Mobile App Coming Soon - Daily Silly Status

Your home to over 150,000 silly Facebook statuses! Find the perfect witty, silly, or downright funny status to share with your friends and family. Check in daily for fresh updates!

Hooters should start a home delivery service and call it Knockers.
I`ve gotten to that age where nothing fits right anymore. Even my birthday suit looks like it needs ironing...
When I try to fold fitted sheets it looks like I’m in an infomercial that’s exaggerating how difficult it is to fold fitted sheets.
Everything happens for a reason.
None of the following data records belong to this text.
use form_filer::config::AppConfig;
use form_filer::error::AppError;
use form_filer::workflows::intake::{
    ContainerRef, GoogleDriveClient, MailError, Mailer, OutboundEmail, StorageError,
    StorageGateway, StoredFile,
};
use metrics_exporter_prometheus::PrometheusHandle;
use std::collections::HashMap;
use std::sync::atomic::AtomicBool;
use std::sync::{Arc, Mutex};
use tracing::{info, warn};

#[derive(Clone)]
pub(crate) struct AppState {
    pub(crate) readiness: Arc<AtomicBool>,
    pub(crate) metrics: Arc<PrometheusHandle>,
}

/// Drive when a service-account key is configured, otherwise process memory.
pub(crate) async fn build_storage(
    config: &AppConfig,
    force_in_memory: bool,
) -> Result<Arc<dyn StorageGateway>, AppError> {
    match (&config.drive_service_account_key, force_in_memory) {
        (Some(key), false) => {
            let client = GoogleDriveClient::from_service_account_key(key).await?;
            info!(key = %key.display(), "using Google Drive storage");
            Ok(Arc::new(client))
        }
        _ => {
            warn!("no Drive credentials in use; files live in process memory only");
            Ok(Arc::new(InMemoryStorage::default()))
        }
    }
}

#[derive(Debug, Default)]
struct Tree {
    files: HashMap<String, StoredFile>,
    // (parent id, container) in creation order
    containers: Vec<(String, ContainerRef)>,
}

/// Process-local storage used by the demo and when no Drive key is configured.
#[derive(Debug, Default, Clone)]
pub(crate) struct InMemoryStorage {
    tree: Arc<Mutex<Tree>>,
}

impl InMemoryStorage {
    pub(crate) fn seed_file(&self, id: &str, name: &str, parent_id: &str) {
        let mut guard = self.tree.lock().expect("storage mutex poisoned");
        guard.files.insert(
            id.to_string(),
            StoredFile {
                id: id.to_string(),
                name: name.to_string(),
                parents: vec![parent_id.to_string()],
            },
        );
    }

    pub(crate) fn seed_container(&self, parent_id: &str, id: &str, name: &str) {
        let mut guard = self.tree.lock().expect("storage mutex poisoned");
        guard.containers.push((
            parent_id.to_string(),
            ContainerRef {
                id: id.to_string(),
                name: name.to_string(),
                url: None,
            },
        ));
    }

    pub(crate) fn files_in(&self, container_id: &str) -> Vec<StoredFile> {
        let guard = self.tree.lock().expect("storage mutex poisoned");
        let mut files: Vec<StoredFile> = guard
            .files
            .values()
            .filter(|file| file.parents.iter().any(|parent| parent == container_id))
            .cloned()
            .collect();
        files.sort_by(|a, b| a.name.cmp(&b.name));
        files
    }
}

impl StorageGateway for InMemoryStorage {
    fn create_container(&self, parent_id: &str, name: &str) -> Result<ContainerRef, StorageError> {
        let mut guard = self.tree.lock().expect("storage mutex poisoned");
        let id = format!("mem-folder-{}", guard.containers.len() + 1);
        let container = ContainerRef {
            url: Some(format!("memory://{id}")),
            id,
            name: name.to_string(),
        };
        guard
            .containers
            .push((parent_id.to_string(), container.clone()));
        Ok(container)
    }

    fn get_file(&self, file_id: &str) -> Result<StoredFile, StorageError> {
        let guard = self.tree.lock().expect("storage mutex poisoned");
        guard
            .files
            .get(file_id)
            .cloned()
            .ok_or_else(|| StorageError::NotFound {
                kind: "file",
                id: file_id.to_string(),
            })
    }

    fn rename_file(&self, file_id: &str, new_name: &str) -> Result<(), StorageError> {
        let mut guard = self.tree.lock().expect("storage mutex poisoned");
        let file = guard
            .files
            .get_mut(file_id)
            .ok_or_else(|| StorageError::NotFound {
                kind: "file",
                id: file_id.to_string(),
            })?;
        file.name = new_name.to_string();
        Ok(())
    }

    fn move_file(&self, file: &StoredFile, destination: &ContainerRef) -> Result<(), StorageError> {
        let mut guard = self.tree.lock().expect("storage mutex poisoned");
        let stored = guard
            .files
            .get_mut(&file.id)
            .ok_or_else(|| StorageError::NotFound {
                kind: "file",
                id: file.id.clone(),
            })?;
        stored.parents = vec![destination.id.clone()];
        Ok(())
    }

    fn list_containers(&self, parent_id: &str) -> Result<Vec<ContainerRef>, StorageError> {
        let guard = self.tree.lock().expect("storage mutex poisoned");
        Ok(guard
            .containers
            .iter()
            .filter(|(parent, _)| parent == parent_id)
            .map(|(_, container)| container.clone())
            .collect())
    }

    fn find_container(
        &self,
        parent_id: &str,
        name: &str,
    ) -> Result<Option<ContainerRef>, StorageError> {
        Ok(self
            .list_containers(parent_id)?
            .into_iter()
            .find(|container| container.name == name))
    }

    fn move_container(
        &self,
        container: &ContainerRef,
        from_parent_id: &str,
        to_parent_id: &str,
    ) -> Result<(), StorageError> {
        let mut guard = self.tree.lock().expect("storage mutex poisoned");
        let entry = guard
            .containers
            .iter_mut()
            .find(|(parent, existing)| existing.id == container.id && parent == from_parent_id)
            .ok_or_else(|| StorageError::NotFound {
                kind: "folder",
                id: container.id.clone(),
            })?;
        entry.0 = to_parent_id.to_string();
        Ok(())
    }
}

/// Keeps every message in memory; used by the demo and route tests.
#[derive(Debug, Default, Clone)]
pub(crate) struct OutboxMailer {
    sent: Arc<Mutex<Vec<OutboundEmail>>>,
}

impl OutboxMailer {
    pub(crate) fn sent(&self) -> Vec<OutboundEmail> {
        self.sent.lock().expect("outbox mutex poisoned").clone()
    }
}

impl Mailer for OutboxMailer {
    fn send(&self, email: &OutboundEmail) -> Result<(), MailError> {
        if email.to.is_empty() {
            return Err(MailError::NoRecipients);
        }
        self.sent
            .lock()
            .expect("outbox mutex poisoned")
            .push(email.clone());
        Ok(())
    }
}

/// Writes each message to the log instead of delivering it.
#[derive(Debug, Default, Clone, Copy)]
pub(crate) struct LogMailer;

impl Mailer for LogMailer {
    fn send(&self, email: &OutboundEmail) -> Result<(), MailError> {
        if email.to.is_empty() {
            return Err(MailError::NoRecipients);
        }
        info!(
            to = %email.to.join(", "),
            subject = %email.subject,
            body_bytes = email.html_body.len(),
            "outbound email"
        );
        Ok(())
    }
}
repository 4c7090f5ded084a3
pub mod config;
pub mod error;
pub mod telemetry;
pub mod workflows;
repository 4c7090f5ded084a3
use crate::cli::ServeArgs;
use crate::infra::{build_storage, AppState, LogMailer};
use crate::routes::with_submission_routes;
use axum::Extension;
use axum_prometheus::PrometheusMetricLayer;
use form_filer::config::{AppConfig, RoutingConfig};
use form_filer::error::AppError;
use form_filer::telemetry;
use form_filer::workflows::intake::{Mailer, StorageGateway, SubmissionOrchestrator};
use std::sync::atomic::Ordering;
use std::sync::Arc;
use tracing::info;

pub(crate) async fn run(mut args: ServeArgs) -> Result<(), AppError> {
    let mut config = AppConfig::load()?;

    if let Some(host) = args.host.take() {
        config.server.host = host;
    }
    if let Some(port) = args.port.take() {
        config.server.port = port;
    }

    telemetry::init(&config.telemetry)?;

    let routing = RoutingConfig::load()?;
    routing.validate()?;

    let (prometheus_layer, prometheus_handle) = PrometheusMetricLayer::pair();
    let readiness_flag = Arc::new(std::sync::atomic::AtomicBool::new(false));
    let app_state = AppState {
        readiness: readiness_flag.clone(),
        metrics: Arc::new(prometheus_handle),
    };

    let storage = build_storage(&config, args.in_memory).await?;
    let mailer: Arc<dyn Mailer> = Arc::new(LogMailer);
    let orchestrator: Arc<SubmissionOrchestrator<dyn StorageGateway, dyn Mailer>> =
        Arc::new(SubmissionOrchestrator::new(storage, mailer, routing));

    let app = with_submission_routes(orchestrator)
        .layer(Extension(app_state))
        .layer(prometheus_layer);

    let addr = config.server.socket_addr()?;
    let listener = tokio::net::TcpListener::bind(addr).await?;
    readiness_flag.store(true, Ordering::Release);

    info!(?config.environment, %addr, "form filer ready");

    axum::serve(listener, app).await?;
    Ok(())
}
Sometimes that reason is you are stupid and make bad decisions.
If you have a headache, do what it says on the aspirin bottle: Take two, and KEEP AWAY FROM CHILDREN
If I died and went straight to hell, it would take me a week to realize I wasn`t at work anymore.
We are living in a world today where lemonade is made from artificial flavors and furniture polish is made from real lemons.
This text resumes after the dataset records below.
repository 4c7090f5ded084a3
use std::collections::BTreeSet;

use super::domain::ItemResponse;

/// Characters that are not allowed in generated file or folder names.
pub const ILLEGAL_NAME_CHARS: &[char] = &['\\', '/', ':', '"', '*', '?', '<', '>', '|'];

/// Separator the form platform inserts before the uploader's name.
pub const SUBMITTER_SEPARATOR: &str = " - ";

/// Marker for containers that have not been reviewed yet.
pub const PENDING_MARKER: &str = "PENDING";

/// Replaces each illegal character with `-`.
pub fn sanitize(raw: &str) -> String {
    raw.chars()
        .map(|c| if ILLEGAL_NAME_CHARS.contains(&c) { '-' } else { c })
        .collect()
}

/// Splits `name` at its last `.`; the extension keeps the dot and its casing.
pub fn split_extension(name: &str) -> (&str, &str) {
    match name.rfind('.') {
        Some(index) => name.split_at(index),
        None => (name, ""),
    }
}

/// Drops the trailing ` - <submitter>` segment from a base name. Names without
/// the separator are returned as-is.
pub fn strip_submitter_suffix(base: &str) -> &str {
    match base.rfind(SUBMITTER_SEPARATOR) {
        Some(index) => &base[..index],
        None => base,
    }
}

/// Special-branch name: `<prefix> - <original base>.<ext>`.
pub fn special_file_name(prefix: &str, original_name: &str) -> String {
    let (base, extension) = split_extension(original_name);
    let stripped = strip_submitter_suffix(base);
    format!(
        "{}{extension}",
        sanitize(&format!("{prefix}{SUBMITTER_SEPARATOR}{stripped}"))
    )
}

/// Standard-branch name. `position` is the 1-based upload index and is only
/// rendered when the question has more than one file.
pub fn standard_file_name(
    base: &str,
    original_name: &str,
    position: usize,
    files_on_question: usize,
) -> String {
    let (_, extension) = split_extension(original_name);
    let mut name = sanitize(base);
    if files_on_question > 1 {
        name.push_str(&format!(" ({position})"));
    }
    name.push_str(extension);
    name
}

/// Destination container name: `<timestamp>_PENDING_<part>_<part>...`.
///
/// File uploads and excluded questions never contribute, nor do answers that
/// are blank after trimming.
pub fn compose_folder_name(
    items: &[ItemResponse],
    timestamp: &str,
    excluded: &BTreeSet<String>,
) -> String {
    let parts = items
        .iter()
        .filter(|item| !item.is_file_upload())
        .filter(|item| !excluded.contains(item.question_title()))
        .map(|item| item.answer().flatten().trim().to_string())
        .filter(|part| !part.is_empty())
        .collect::<Vec<_>>();

    format!("{timestamp}_{PENDING_MARKER}_{}", parts.join("_"))
}
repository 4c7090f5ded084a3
use std::collections::{BTreeMap, BTreeSet, HashSet};
use std::sync::Mutex;

use crate::config::RoutingConfig;
use crate::workflows::intake::notification::{MailError, Mailer, OutboundEmail};
use crate::workflows::intake::storage::{ContainerRef, StorageError, StorageGateway, StoredFile};

#[derive(Debug, Default)]
pub(super) struct MemoryStorage {
    pub(super) files: Mutex<BTreeMap<String, StoredFile>>,
    pub(super) containers: Mutex<Vec<(String, ContainerRef)>>,
    pub(super) fail_create: bool,
    pub(super) fail_move: HashSet<String>,
    pub(super) fail_rename: HashSet<String>,
    pub(super) calls: Mutex<Vec<String>>,
}

impl MemoryStorage {
    pub(super) fn with_files(files: &[(&str, &str)]) -> Self {
        let storage = Self::default();
        {
            let mut guard = storage.files.lock().expect("files mutex");
            for (id, name) in files {
                guard.insert(
                    id.to_string(),
                    StoredFile {
                        id: id.to_string(),
                        name: name.to_string(),
                        parents: vec!["uploads".to_string()],
                    },
                );
            }
        }
        storage
    }

    pub(super) fn file(&self, id: &str) -> StoredFile {
        self.files
            .lock()
            .expect("files mutex")
            .get(id)
            .cloned()
            .expect("file exists")
    }

    pub(super) fn calls(&self) -> Vec<String> {
        self.calls.lock().expect("calls mutex").clone()
    }

    fn record(&self, call: String) {
        self.calls.lock().expect("calls mutex").push(call);
    }
}

impl StorageGateway for MemoryStorage {
    fn create_container(&self, parent_id: &str, name: &str) -> Result<ContainerRef, StorageError> {
        self.record(format!("create:{name}"));
        if self.fail_create {
            return Err(StorageError::Backend("folder quota exceeded".to_string()));
        }
        let mut guard = self.containers.lock().expect("containers mutex");
        let container = ContainerRef {
            id: format!("folder-{}", guard.len() + 1),
            name: name.to_string(),
            url: Some(format!("https://drive.example/folder-{}", guard.len() + 1)),
        };
        guard.push((parent_id.to_string(), container.clone()));
        Ok(container)
    }

    fn get_file(&self, file_id: &str) -> Result<StoredFile, StorageError> {
        self.record(format!("get:{file_id}"));
        self.files
            .lock()
            .expect("files mutex")
            .get(file_id)
            .cloned()
            .ok_or_else(|| StorageError::NotFound {
                kind: "file",
                id: file_id.to_string(),
            })
    }

    fn rename_file(&self, file_id: &str, new_name: &str) -> Result<(), StorageError> {
        self.record(format!("rename:{file_id}"));
        if self.fail_rename.contains(file_id) {
            return Err(StorageError::Backend("rename rejected".to_string()));
        }
        let mut guard = self.files.lock().expect("files mutex");
        let file = guard.get_mut(file_id).ok_or_else(|| StorageError::NotFound {
            kind: "file",
            id: file_id.to_string(),
        })?;
        file.name = new_name.to_string();
        Ok(())
    }

    fn move_file(&self, file: &StoredFile, destination: &ContainerRef) -> Result<(), StorageError> {
        self.record(format!("move:{}", file.id));
        if self.fail_move.contains(&file.id) {
            return Err(StorageError::Backend("move rejected".to_string()));
        }
        let mut guard = self.files.lock().expect("files mutex");
        if let Some(stored) = guard.get_mut(&file.id) {
            stored.parents = vec![destination.id.clone()];
        }
        Ok(())
    }

    fn list_containers(&self, parent_id: &str) -> Result<Vec<ContainerRef>, StorageError> {
        Ok(self
            .containers
            .lock()
            .expect("containers mutex")
            .iter()
            .filter(|(parent, _)| parent == parent_id)
            .map(|(_, container)| container.clone())
            .collect())
    }

    fn find_container(
        &self,
        parent_id: &str,
        name: &str,
    ) -> Result<Option<ContainerRef>, StorageError> {
        Ok(self
            .list_containers(parent_id)?
            .into_iter()
            .find(|container| container.name == name))
    }

    fn move_container(
        &self,
        container: &ContainerRef,
        from_parent_id: &str,
        to_parent_id: &str,
    ) -> Result<(), StorageError> {
        let mut guard = self.containers.lock().expect("containers mutex");
        for (parent, existing) in guard.iter_mut() {
            if existing.id == container.id && parent == from_parent_id {
                *parent = to_parent_id.to_string();
            }
        }
        Ok(())
    }
}

#[derive(Debug, Default)]
pub(super) struct RecordingMailer {
    pub(super) sent: Mutex<Vec<OutboundEmail>>,
    pub(super) fail_for: Option<String>,
}

impl RecordingMailer {
    pub(super) fn failing_for(recipient: &str) -> Self {
        Self {
            sent: Mutex::new(Vec::new()),
            fail_for: Some(recipient.to_string()),
        }
    }

    pub(super) fn sent(&self) -> Vec<OutboundEmail> {
        self.sent.lock().expect("mail mutex").clone()
    }
}

impl Mailer for RecordingMailer {
    fn send(&self, email: &OutboundEmail) -> Result<(), MailError> {
        if let Some(recipient) = &self.fail_for {
            if email.to.iter().any(|to| to == recipient) {
                return Err(MailError::Transport("relay refused connection".to_string()));
            }
        }
        self.sent.lock().expect("mail mutex").push(email.clone());
        Ok(())
    }
}

pub(super) fn routing_config() -> RoutingConfig {
    RoutingConfig {
        destination_container_id: "intake-root".to_string(),
        recipients: vec!["ops@example.com".to_string()],
        admin_address: "admin@example.com".to_string(),
        subject_template: "New submission from {Company}".to_string(),
        standard_file_template: "{Company} - {QuestionTitle}".to_string(),
        special_file_prefix_template: "{Company}".to_string(),
        special_question_title: "Supporting Documents".to_string(),
        folder_name_exclusions: BTreeSet::from(["Email".to_string()]),
        email_body_exclusions: BTreeSet::from(["Internal Notes".to_string()]),
        timestamp_format: "%Y%m%d-%H%M".to_string(),
    }
}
If pigs could fly.. Would I be able to get high on bacon?
To be honest with you, I start all my lies with to be honest with you.
No matter which path you choose, there will always be some asshole in front of you trying to make a left.
Best Pregnancy T-Shirt… β€œ9 Months Sober”
I’m writing this from the hospital. Don’t worry! The doctors say I’m going to be OK but I must warn you. The Dyson Ball Cleaner has a very misleading name!
I am really getting tired of every time I go out people use me for my body. You know, to shade them from the sun and all.
Disneyland. The world’s biggest people trap, built by a mouse.
Cops don’t like it when you ask them β€œNeed some help?” especially when you’re wearing a Batman costume.